EU-Parlament beschließt Deregulierung von Gentechnik
Das EU-Parlament Neuen Gentechniken den Weg freigemacht – ohne ausreichende Schutzmechanismen. Bio-Verbände warnen vor gravierenden Folgen und fordern ein Umsteuern.

Keinen einzigen der über 30 NGT-Änderungsanträge hat das EU-Parlament angenommen. (Foto: Europäisches Parlament)
Das Europäische Parlament hat die Deregulierung neuer genomischer Techniken (NGT) am 17. Juni ohne wirksame Schutzmechanismen beschlossen. Mehr als 30 Änderungsanträge, die den Gesetzesvorschlag von EU-Kommission, Rat und Parlament zu mehr Transparenz und weniger Machtkonzentration korrigieren sollten, wurden mehrheitlich abgelehnt. Bioland bewertet die Entscheidung als gravierenden politischen Fehlgriff mit weitreichenden negativen Folgen für Landwirtschaft, Züchtung und Verbraucherrechte.

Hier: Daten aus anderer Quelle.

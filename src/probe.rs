//! Probing a single device for the target GATT service.
//!
//! A probe never fails: every problem on the connect / query path becomes
//! [`ProbeOutcome::Unreachable`]. The boolean [`is_esp32`] folds that into
//! `false`, so through it a device that could not be reached looks exactly
//! like one that is not an ESP32. Use [`probe_device`] when the difference
//! matters.

use std::time::Duration;
use tracing::debug;
use uuid::Uuid;

#[cfg(feature = "serde")]
use serde::{Deserialize, Serialize};

use crate::ble::connection::ProbeSession;
use crate::ble::device::BleDevice;
use crate::config::ScanConfig;

/// Result of probing one device.
#[derive(Debug, Clone, PartialEq, Eq, Hash)]
#[cfg_attr(feature = "serde", derive(Serialize, Deserialize))]
pub enum ProbeOutcome {
    /// Connected, and the service list contains the target service.
    Match,
    /// Connected, but the target service is absent.
    NoMatch,
    /// Connecting or querying services failed.
    Unreachable {
        /// Why the probe could not complete.
        reason: String,
    },
}

impl ProbeOutcome {
    /// Check if the device exposes the target service.
    pub fn is_match(&self) -> bool {
        matches!(self, Self::Match)
    }

    /// Check if the probe could not complete.
    pub fn is_unreachable(&self) -> bool {
        matches!(self, Self::Unreachable { .. })
    }
}

impl std::fmt::Display for ProbeOutcome {
    fn fmt(&self, f: &mut std::fmt::Formatter<'_>) -> std::fmt::Result {
        match self {
            Self::Match => write!(f, "Match"),
            Self::NoMatch => write!(f, "No match"),
            Self::Unreachable { reason } => write!(f, "Unreachable ({})", reason),
        }
    }
}

/// Connect to `device`, list its services, and look for `service`.
///
/// The connection is released before returning, whatever the outcome.
pub async fn probe_device<D: BleDevice + ?Sized>(
    device: &D,
    service: Uuid,
    timeout: Duration,
) -> ProbeOutcome {
    let session = ProbeSession::new(device, timeout);
    let services = session.services().await;
    session.close().await;

    let outcome = match services {
        Ok(uuids) if uuids.contains(&service) => ProbeOutcome::Match,
        Ok(_) => ProbeOutcome::NoMatch,
        Err(e) => ProbeOutcome::Unreachable {
            reason: e.to_string(),
        },
    };

    debug!("Probed {}: {}", device.identifier(), outcome);

    outcome
}

/// Check whether `device` exposes the ESP32 firmware service.
///
/// Uses the [`ScanConfig::default`] service and timeout. Returns `false` both
/// for devices without the service and for devices that could not be probed
/// at all.
pub async fn is_esp32<D: BleDevice + ?Sized>(device: &D) -> bool {
    is_esp32_with(device, &ScanConfig::default()).await
}

/// Like [`is_esp32`], but with the service and timeout taken from `config`,
/// matching what [`DeviceManager`](crate::DeviceManager) would use.
pub async fn is_esp32_with<D: BleDevice + ?Sized>(device: &D, config: &ScanConfig) -> bool {
    probe_device(device, config.service_uuid, config.probe_timeout)
        .await
        .is_match()
}
//! Scan configuration.

use std::time::Duration;
use uuid::Uuid;

use crate::ble::uuids::ESP32_SERVICE_UUID;
use crate::error::{Error, Result};

/// Default time the radio listens for advertisements.
pub const DEFAULT_SCAN_DURATION: Duration = Duration::from_secs(5);

/// Default bound on connecting to, and querying, a single device.
pub const DEFAULT_PROBE_TIMEOUT: Duration = Duration::from_secs(10);

/// Default number of devices probed at the same time.
///
/// Many platforms serialize connection attempts on one adapter, so probing is
/// sequential unless asked otherwise.
pub const DEFAULT_MAX_CONCURRENT_PROBES: usize = 1;

/// Parameters for one discovery-and-filter pass.
#[derive(Debug, Clone, PartialEq, Eq)]
pub struct ScanConfig {
    /// How long to scan for advertisements.
    pub scan_duration: Duration,
    /// Upper bound for each connect / service query / disconnect step.
    pub probe_timeout: Duration,
    /// Maximum number of probes in flight.
    pub max_concurrent_probes: usize,
    /// Service a device must expose to count as a match.
    pub service_uuid: Uuid,
}

impl Default for ScanConfig {
    fn default() -> Self {
        Self {
            scan_duration: DEFAULT_SCAN_DURATION,
            probe_timeout: DEFAULT_PROBE_TIMEOUT,
            max_concurrent_probes: DEFAULT_MAX_CONCURRENT_PROBES,
            service_uuid: ESP32_SERVICE_UUID,
        }
    }
}

impl ScanConfig {
    /// Set the scan duration.
    pub fn with_scan_duration(mut self, duration: Duration) -> Self {
        self.scan_duration = duration;
        self
    }

    /// Set the per-step probe timeout.
    pub fn with_probe_timeout(mut self, timeout: Duration) -> Self {
        self.probe_timeout = timeout;
        self
    }

    /// Set how many devices may be probed concurrently.
    pub fn with_max_concurrent_probes(mut self, limit: usize) -> Self {
        self.max_concurrent_probes = limit;
        self
    }

    /// Look for a different service than the ESP32 firmware one.
    pub fn with_service_uuid(mut self, uuid: Uuid) -> Self {
        self.service_uuid = uuid;
        self
    }

    /// Check that the configuration can drive a scan.
    ///
    /// # Errors
    ///
    /// Returns [`Error::InvalidParameter`] for a zero duration, zero timeout,
    /// or a concurrency limit of zero.
    pub fn validate(&self) -> Result<()> {
        if self.scan_duration.is_zero() {
            return Err(invalid("scan_duration", format!("{:?}", self.scan_duration)));
        }
        if self.probe_timeout.is_zero() {
            return Err(invalid("probe_timeout", format!("{:?}", self.probe_timeout)));
        }
        if self.max_concurrent_probes == 0 {
            return Err(invalid("max_concurrent_probes", "0".to_string()));
        }
        Ok(())
    }
}

fn invalid(name: &str, value: String) -> Error {
    Error::InvalidParameter {
        name: name.to_string(),
        value,
    }
}
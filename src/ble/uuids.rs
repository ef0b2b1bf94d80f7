//! BLE Service and Characteristic UUIDs.
//!
//! Contains the UUID constants exposed by the ESP32 firmware.

use uuid::Uuid;

/// GATT service advertised by the ESP32 firmware. Its presence is what
/// qualifies a peripheral as a match.
pub const ESP32_SERVICE_UUID: Uuid = Uuid::from_u128(0xc184fdd9_7a6a_400d_ae35_8158d2efb090);

/// Characteristic inside [`ESP32_SERVICE_UUID`] used by the firmware for data exchange.
pub const ESP32_CHARACTERISTIC_UUID: Uuid =
    Uuid::from_u128(0x1f20a61f_e506_488d_bf94_393ca4cdcb28);
//! Stones: an owner's mark on a cell.

use serde::{Deserialize, Serialize};

use super::coordinate::Coordinate;
use super::player::Player;

/// A placed stone. Stones are never moved or removed.
///
/// Equality requires the same owner and the same location.
#[derive(Clone, Copy, Debug, PartialEq, Eq, Hash, Serialize, Deserialize)]
pub struct Stone {
    /// Cell the stone occupies.
    pub location: Coordinate,
    /// Player who placed it.
    pub owner: Player,
}

impl Stone {
    /// Create a new stone.
    #[must_use]
    pub const fn new(location: Coordinate, owner: Player) -> Self {
        Self { location, owner }
    }

    /// Unique string key, e.g. `one:e4`.
    #[must_use]
    pub fn key(&self) -> String {
        format!("{}:{}", self.owner.tag(), self.location)
    }
}

impl std::fmt::Display for Stone {
    fn fmt(&self, f: &mut std::fmt::Formatter<'_>) -> std::fmt::Result {
        write!(f, "{} at {}", self.owner, self.location)
    }
}

#[cfg(test)]
mod tests {
    use super::*;

    #[test]
    fn test_equality() {
        let at = Coordinate::new(2, 5);
        assert_eq!(Stone::new(at, Player::One), Stone::new(at, Player::One));
        assert_ne!(Stone::new(at, Player::One), Stone::new(at, Player::Two));
        assert_ne!(
            Stone::new(at, Player::One),
            Stone::new(Coordinate::new(2, 2), Player::One)
        );
    }

    #[test]
    fn test_keys() {
        let at = Coordinate::new(2, 5);
        assert_eq!(Stone::new(at, Player::One).key(), "one:c5");
        assert_ne!(Stone::new(at, Player::One).key(), Stone::new(at, Player::Two).key());
        assert_ne!(
            Stone::new(at, Player::Two).key(),
            Stone::new(Coordinate::new(4, 5), Player::Two).key()
        );
    }
}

Auch der Bund Ökologische Lebensmittelwirtschaft (BÖLW) kritisierte die Entscheidung des Europäischen Parlaments als Bruch mit dem Prinzip der Vorsorge. Der deutsche Bio-Dachverband ging zugleich in die Offensive und beteuerte, „Bio wird weiterhin weder mit NGT noch mit sonstigen Gentechniken arbeiten“ (siehe Seite 9).
Bioland fordert die EU-Kommission, die EU-Abgeordneten, die Bundesregierung und die EU-Mitgliedstaaten auf, endlich ihrer Verantwortung gerecht zu werden und im weiteren Verfahren entschlossen gegenzusteuern, damit die schlimmsten Folgen dieser Fehlentscheidung begrenzt werden.
Dutzende Organisationen und Verbände aus Verbraucherschutz, Landwirtschaft, Züchtung, Teile des Einzelhandels und des Europaparlaments haben bis zuletzt intensiv um die Einsicht der Abgeordneten in Straßburg gekämpft. BÖLW und Deutscher Bauernverband haben sich gemeinsam gegen Patente auf NGT-Pflanzen ausgesprochen.